Appelé à dominer le monde, l’homme se révèle par de nombreux traits, supérieur à l’animal, particulièrement par son aptitude au langage. Cette disposition témoigne du mystère de sa nature où l’Esprit et le corps sont tellement unis qu’il est impossible de localiser précisément la faculté directrice de l’âme dans le corps.
Ultimement, ce qui définit la grandeur de l’homme c’est qu’il a été créé à l’image de Dieu. Grégoire décrit alors en quoi consiste cette ressemblance.

I-                   L’homme comme maître de la création.
Après avoir montré la disposition de la création cosmique où Dieu l’a disposée de telle sorte que l’homme trouve tout ce dont il aura besoin pour survivre et pour organiser ses activités. Ainsi la création de la Nature précède celle de l’homme non pour diminuer ou anéantir la valeur de l’homme mais plutôt pour lui accorder tout pouvoir sur les autres créatures. Grégoire nous l’exprime en ces termes : « L’homme est amené le dernier dans la création, non qu’il soit relégué avec mépris au dernier rang, mais parce que dès sa naissance, il convenait qu’il fut roi de son domaine ».

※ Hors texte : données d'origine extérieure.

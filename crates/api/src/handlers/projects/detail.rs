#![forbid(unsafe_code)]

use crate::server::{ApiResponse, forbidden, internal_error, not_found};
use om_storage::{SqliteStore, UserRow};
use serde_json::Value;
use std::collections::HashMap;

pub(crate) fn detail(store: &mut SqliteStore, user: &UserRow, id: &str) -> ApiResponse {
    let project = match store.project_by_id(id) {
        Ok(Some(project)) => project,
        Ok(None) => return not_found("Projet non trouvé"),
        Err(err) => return internal_error(err),
    };
    match super::can_view_project(store, user, &project) {
        Ok(true) => {}
        Ok(false) => return forbidden("Accès non autorisé à ce projet"),
        Err(resp) => return resp,
    }

    let mut payload = match super::project_with_parties_json(store, &project) {
        Ok(payload) => payload,
        Err(resp) => return resp,
    };

    let tasks = match store.list_project_tasks(&project.id, None) {
        Ok(tasks) => tasks,
        Err(err) => return internal_error(err),
    };
    // Nest subtasks under their parent; ordering inside each level is
    // the storage order (position, then created).
    let mut children: HashMap<String, Vec<Value>> = HashMap::new();
    for task in tasks.iter().filter(|task| task.parent_task_id.is_some()) {
        let entry = match crate::handlers::tasks::task_with_assignee_json(store, task) {
            Ok(entry) => entry,
            Err(resp) => return resp,
        };
        if let Some(parent_id) = &task.parent_task_id {
            children.entry(parent_id.clone()).or_default().push(entry);
        }
    }
    let mut roots = Vec::new();
    for task in tasks.iter().filter(|task| task.parent_task_id.is_none()) {
        let mut entry = match crate::handlers::tasks::task_with_assignee_json(store, task) {
            Ok(entry) => entry,
            Err(resp) => return resp,
        };
        if let Some(map) = entry.as_object_mut() {
            map.insert(
                "subtasks".to_string(),
                Value::Array(children.remove(&task.id).unwrap_or_default()),
            );
        }
        roots.push(entry);
    }

    let transactions = match store.project_transactions(&project.id, 5) {
        Ok(rows) => rows,
        Err(err) => return internal_error(err),
    };
    let (task_count, transaction_count) = match store.project_counts(&project.id) {
        Ok(counts) => counts,
        Err(err) => return internal_error(err),
    };

    if let Some(map) = payload.as_object_mut() {
        map.insert("tasks".to_string(), Value::Array(roots));
        map.insert(
            "transactions".to_string(),
            Value::Array(
                transactions
                    .iter()
                    .map(crate::transaction_json)
                    .collect::<Vec<_>>(),
            ),
        );
        map.insert(
            "counts".to_string(),
            serde_json::json!({ "tasks": task_count, "transactions": transaction_count }),
        );
    }
    ("200 OK", payload)
}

Par sa création « l’image de Dieu », l’homme est ordonné à la possession des biens divins. A l’origine de la création de l’homme, il y’a l’amour de Dieu qui désire communiquer ses biens à d’autres. Pour cela, il faut qu’il y ait une certaine connaturalité de l’âme avec Dieu, qui la rende capable de connaître et de désirer les biens divins pour y participer. En vue de cette formation de l’homme, un plan est d’abord établi par le créateur pour déterminer l’être à venir, sa nature, l’archétype dont il portera la ressemblance, sa fin, son genre d’activité et l’exercice de son pouvoir : Tout cela se résume à travers ces paroles de Dieu. « Faisons l’homme à notre image et ressemblance ; qu’il commande aux poissons de la mer, aux bêtes de la terre, aux oiseaux des cieux, aux animaux et à toute la terre ».

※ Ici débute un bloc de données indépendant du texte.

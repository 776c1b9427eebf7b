//! # rttp-cache
//!
//! A read-through caching reverse proxy on a from-scratch async HTTP/1.1 core.
//!
//! Every request is keyed by its method, path and query string. On a hit the
//! stored response is replayed; on a miss the request is forwarded to a single
//! origin, the response is relayed, and 2xx responses are kept for next time.
//! Entries never expire; the whole store can be cleared at once.
//!
//! ## Quick Start
//!
//! ```rust,no_run
//! use std::sync::Arc;
//! use rttp_cache::{CachingProxy, ProxyConfig, Server};
//!
//! #[tokio::main]
//! async fn main() -> Result<(), Box<dyn std::error::Error>> {
//!     let config = ProxyConfig::new(8080, "http://localhost:3000", None)?;
//!     let proxy = Arc::new(CachingProxy::from_config(&config)?);
//!     let server = Server::bind(config.listen_addr()).await?;
//!     server.run(move |req| {
//!         let proxy = Arc::clone(&proxy);
//!         async move { proxy.handle(req).await }
//!     }).await?;
//!     Ok(())
//! }
//! ```

// ── Protocol and transport ────────────────────────────────────────────────────
pub mod http;
pub mod server;

// ── Caching proxy ─────────────────────────────────────────────────────────────
pub mod cache;
pub mod config;
pub mod proxy;

// ── Convenience re-exports ────────────────────────────────────────────────────
pub use cache::{CacheEntry, CacheKey, CacheStore};
pub use config::{ConfigError, Origin, ProxyConfig};
pub use http::{Body, Headers, Method, Request, Response, StatusCode};
pub use proxy::{CacheStatus, CachingProxy, ForwardError, HttpForwarder, ProxyStats, Upstream};
pub use server::{Server, ServerError};
//! Immutable snapshot of a cached origin response.

use bytes::Bytes;
use chrono::{DateTime, Utc};

use crate::http::{Headers, Response, StatusCode};

/// A cached response: status, every header field the origin sent, and the body.
///
/// Entries are never mutated after construction; refreshing a key replaces
/// its entry wholesale. The store hands out `Arc<CacheEntry>`, so a reader
/// holding an entry keeps seeing exactly that snapshot.
#[derive(Debug, Clone, PartialEq, Eq)]
pub struct CacheEntry {
    status: StatusCode,
    headers: Headers,
    body: Bytes,
    created_at: DateTime<Utc>,
}

impl CacheEntry {
    /// Snapshots a response, stamping it with the current time.
    pub fn new(status: StatusCode, headers: Headers, body: Bytes) -> Self {
        Self {
            status,
            headers,
            body,
            created_at: Utc::now(),
        }
    }

    pub fn status(&self) -> StatusCode {
        self.status
    }

    pub fn headers(&self) -> &Headers {
        &self.headers
    }

    pub fn body(&self) -> &Bytes {
        &self.body
    }

    /// When the entry was created. Informational only; nothing expires on it.
    pub fn created_at(&self) -> DateTime<Utc> {
        self.created_at
    }

    /// Builds the response to replay this entry. The body is shared, not copied.
    pub fn to_response(&self) -> Response {
        Response::new(self.status)
            .headers(self.headers.clone())
            .body_bytes(self.body.clone())
    }
}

En effet, cette création d’un être fini à l’image et à la ressemblance d’un Dieu infini implique une ontologie dynamique. L’homme est conçu de manière dynamique, c’est un être de désir, une capacité croissant éternellement à mesure même qu’elle est comblée, en sorte qu’il puisse y avoir à la fois rassasiement et désir, repos et mouvement.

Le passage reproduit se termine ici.